(Collected data)
============================================================
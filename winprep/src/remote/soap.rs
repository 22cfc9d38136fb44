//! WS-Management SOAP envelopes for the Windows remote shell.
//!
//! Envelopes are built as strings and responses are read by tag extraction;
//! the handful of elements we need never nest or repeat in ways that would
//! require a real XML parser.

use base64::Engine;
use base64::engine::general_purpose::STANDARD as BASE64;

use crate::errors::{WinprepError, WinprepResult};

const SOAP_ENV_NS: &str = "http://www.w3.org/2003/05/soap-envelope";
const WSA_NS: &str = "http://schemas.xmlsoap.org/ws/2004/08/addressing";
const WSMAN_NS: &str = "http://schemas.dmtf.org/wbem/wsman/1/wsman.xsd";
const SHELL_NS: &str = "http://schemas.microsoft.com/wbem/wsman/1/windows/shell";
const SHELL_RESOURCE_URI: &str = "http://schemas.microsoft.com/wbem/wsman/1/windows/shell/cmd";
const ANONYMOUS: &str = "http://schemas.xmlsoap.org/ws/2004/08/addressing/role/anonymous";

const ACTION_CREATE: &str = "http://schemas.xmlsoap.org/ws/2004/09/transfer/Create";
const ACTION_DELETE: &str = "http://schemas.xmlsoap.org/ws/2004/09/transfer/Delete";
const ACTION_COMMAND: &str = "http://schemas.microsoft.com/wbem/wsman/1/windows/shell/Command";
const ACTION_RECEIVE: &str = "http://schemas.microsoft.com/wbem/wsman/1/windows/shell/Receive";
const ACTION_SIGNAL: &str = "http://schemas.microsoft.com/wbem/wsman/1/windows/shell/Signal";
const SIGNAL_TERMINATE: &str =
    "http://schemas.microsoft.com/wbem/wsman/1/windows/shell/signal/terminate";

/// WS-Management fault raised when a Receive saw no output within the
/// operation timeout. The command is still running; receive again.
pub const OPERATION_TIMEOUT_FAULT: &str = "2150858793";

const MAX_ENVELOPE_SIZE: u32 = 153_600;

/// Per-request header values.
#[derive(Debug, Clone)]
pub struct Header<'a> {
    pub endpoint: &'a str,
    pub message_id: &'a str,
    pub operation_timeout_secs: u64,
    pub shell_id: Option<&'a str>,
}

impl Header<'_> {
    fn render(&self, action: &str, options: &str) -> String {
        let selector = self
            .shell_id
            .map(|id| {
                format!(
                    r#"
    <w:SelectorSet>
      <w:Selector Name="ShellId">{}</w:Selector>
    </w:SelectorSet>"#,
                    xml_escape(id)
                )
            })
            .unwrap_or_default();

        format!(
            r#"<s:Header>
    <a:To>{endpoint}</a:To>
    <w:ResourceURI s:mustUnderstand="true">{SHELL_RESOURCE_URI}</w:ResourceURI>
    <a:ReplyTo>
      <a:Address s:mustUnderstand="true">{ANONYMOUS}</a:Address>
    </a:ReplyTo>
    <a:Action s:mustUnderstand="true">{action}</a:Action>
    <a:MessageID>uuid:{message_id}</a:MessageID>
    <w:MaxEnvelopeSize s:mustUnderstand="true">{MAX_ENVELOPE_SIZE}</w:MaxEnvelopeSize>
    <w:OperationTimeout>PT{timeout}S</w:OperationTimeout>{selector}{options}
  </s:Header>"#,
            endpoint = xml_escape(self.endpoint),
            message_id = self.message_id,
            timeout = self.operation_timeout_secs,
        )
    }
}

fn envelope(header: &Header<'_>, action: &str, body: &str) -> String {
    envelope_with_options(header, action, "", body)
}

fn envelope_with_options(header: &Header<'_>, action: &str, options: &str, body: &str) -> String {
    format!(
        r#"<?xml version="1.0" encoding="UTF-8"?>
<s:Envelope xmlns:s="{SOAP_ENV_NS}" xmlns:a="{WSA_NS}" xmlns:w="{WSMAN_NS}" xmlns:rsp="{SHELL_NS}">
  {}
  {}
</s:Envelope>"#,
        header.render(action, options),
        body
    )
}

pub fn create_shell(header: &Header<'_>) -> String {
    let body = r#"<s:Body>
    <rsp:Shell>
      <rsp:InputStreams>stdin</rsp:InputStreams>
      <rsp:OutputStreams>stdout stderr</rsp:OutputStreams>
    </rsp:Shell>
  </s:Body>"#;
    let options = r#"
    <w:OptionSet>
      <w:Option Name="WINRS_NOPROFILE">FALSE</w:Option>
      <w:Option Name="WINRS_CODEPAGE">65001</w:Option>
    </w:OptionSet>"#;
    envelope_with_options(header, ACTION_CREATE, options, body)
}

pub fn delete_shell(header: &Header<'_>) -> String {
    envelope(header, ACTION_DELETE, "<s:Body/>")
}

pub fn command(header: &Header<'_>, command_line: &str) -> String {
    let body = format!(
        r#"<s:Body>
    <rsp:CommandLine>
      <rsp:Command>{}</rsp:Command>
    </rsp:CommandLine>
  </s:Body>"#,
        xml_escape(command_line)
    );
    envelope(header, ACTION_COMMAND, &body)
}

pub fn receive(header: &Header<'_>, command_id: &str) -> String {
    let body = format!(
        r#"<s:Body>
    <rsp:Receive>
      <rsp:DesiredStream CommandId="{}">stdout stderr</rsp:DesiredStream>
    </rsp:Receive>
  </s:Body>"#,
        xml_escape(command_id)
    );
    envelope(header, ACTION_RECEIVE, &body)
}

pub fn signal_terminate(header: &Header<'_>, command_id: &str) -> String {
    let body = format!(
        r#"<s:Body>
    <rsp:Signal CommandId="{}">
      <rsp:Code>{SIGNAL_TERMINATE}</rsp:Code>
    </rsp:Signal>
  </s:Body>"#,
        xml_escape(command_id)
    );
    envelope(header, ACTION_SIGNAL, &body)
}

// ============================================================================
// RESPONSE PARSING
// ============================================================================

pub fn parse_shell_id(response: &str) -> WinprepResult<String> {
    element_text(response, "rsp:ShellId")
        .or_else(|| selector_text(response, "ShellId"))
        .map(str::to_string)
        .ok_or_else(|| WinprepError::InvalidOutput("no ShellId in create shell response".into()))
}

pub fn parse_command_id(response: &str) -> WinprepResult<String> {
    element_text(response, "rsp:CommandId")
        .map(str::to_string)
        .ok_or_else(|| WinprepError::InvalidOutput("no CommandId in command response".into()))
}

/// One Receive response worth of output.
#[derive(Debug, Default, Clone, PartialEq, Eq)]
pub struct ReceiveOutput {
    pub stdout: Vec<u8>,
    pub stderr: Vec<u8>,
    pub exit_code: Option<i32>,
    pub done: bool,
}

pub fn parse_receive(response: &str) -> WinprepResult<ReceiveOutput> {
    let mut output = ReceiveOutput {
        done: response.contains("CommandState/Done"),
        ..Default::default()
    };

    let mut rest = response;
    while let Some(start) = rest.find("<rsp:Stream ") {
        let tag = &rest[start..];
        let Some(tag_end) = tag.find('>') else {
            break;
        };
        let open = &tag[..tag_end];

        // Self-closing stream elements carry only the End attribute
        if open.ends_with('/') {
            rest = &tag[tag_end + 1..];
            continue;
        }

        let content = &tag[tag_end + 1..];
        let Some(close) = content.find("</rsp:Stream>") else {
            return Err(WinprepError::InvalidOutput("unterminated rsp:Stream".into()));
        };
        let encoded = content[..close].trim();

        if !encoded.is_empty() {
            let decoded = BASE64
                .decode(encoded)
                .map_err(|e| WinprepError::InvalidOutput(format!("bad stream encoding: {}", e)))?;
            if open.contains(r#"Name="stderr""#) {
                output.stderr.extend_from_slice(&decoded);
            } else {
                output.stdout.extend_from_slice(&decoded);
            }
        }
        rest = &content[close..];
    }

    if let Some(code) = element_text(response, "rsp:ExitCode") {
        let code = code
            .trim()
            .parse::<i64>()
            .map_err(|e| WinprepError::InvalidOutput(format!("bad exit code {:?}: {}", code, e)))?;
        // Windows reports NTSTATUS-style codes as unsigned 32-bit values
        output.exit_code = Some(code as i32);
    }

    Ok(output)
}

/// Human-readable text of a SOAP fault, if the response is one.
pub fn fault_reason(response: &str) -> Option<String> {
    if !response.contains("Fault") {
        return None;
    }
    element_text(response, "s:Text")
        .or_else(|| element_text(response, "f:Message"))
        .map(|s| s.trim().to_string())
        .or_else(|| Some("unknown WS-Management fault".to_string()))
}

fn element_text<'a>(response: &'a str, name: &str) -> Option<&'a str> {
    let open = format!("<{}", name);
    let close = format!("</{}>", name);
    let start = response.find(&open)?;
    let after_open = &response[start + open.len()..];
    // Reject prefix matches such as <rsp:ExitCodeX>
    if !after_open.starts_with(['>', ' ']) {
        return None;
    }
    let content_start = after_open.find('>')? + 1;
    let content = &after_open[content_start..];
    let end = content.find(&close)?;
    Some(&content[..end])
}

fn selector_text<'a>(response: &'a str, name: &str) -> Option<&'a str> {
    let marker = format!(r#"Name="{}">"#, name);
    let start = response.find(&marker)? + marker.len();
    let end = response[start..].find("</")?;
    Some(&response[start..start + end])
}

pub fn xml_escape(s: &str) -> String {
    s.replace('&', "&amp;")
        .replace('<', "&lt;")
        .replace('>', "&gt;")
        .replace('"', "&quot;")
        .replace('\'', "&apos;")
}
============================================================
About this exercise >>
From the records above, print only the lines between the one holding "const SOAP_ENV_NS: &str" and the one holding "const ACTION_RECEIVE: &str", inclusive, exactly as they stand.

Result of the exercise >>
const SOAP_ENV_NS: &str = "http://www.w3.org/2003/05/soap-envelope";
const WSA_NS: &str = "http://schemas.xmlsoap.org/ws/2004/08/addressing";
const WSMAN_NS: &str = "http://schemas.dmtf.org/wbem/wsman/1/wsman.xsd";
const SHELL_NS: &str = "http://schemas.microsoft.com/wbem/wsman/1/windows/shell";
const SHELL_RESOURCE_URI: &str = "http://schemas.microsoft.com/wbem/wsman/1/windows/shell/cmd";
const ANONYMOUS: &str = "http://schemas.xmlsoap.org/ws/2004/08/addressing/role/anonymous";

const ACTION_CREATE: &str = "http://schemas.xmlsoap.org/ws/2004/09/transfer/Create";
const ACTION_DELETE: &str = "http://schemas.xmlsoap.org/ws/2004/09/transfer/Delete";
const ACTION_COMMAND: &str = "http://schemas.microsoft.com/wbem/wsman/1/windows/shell/Command";
const ACTION_RECEIVE: &str = "http://schemas.microsoft.com/wbem/wsman/1/windows/shell/Receive";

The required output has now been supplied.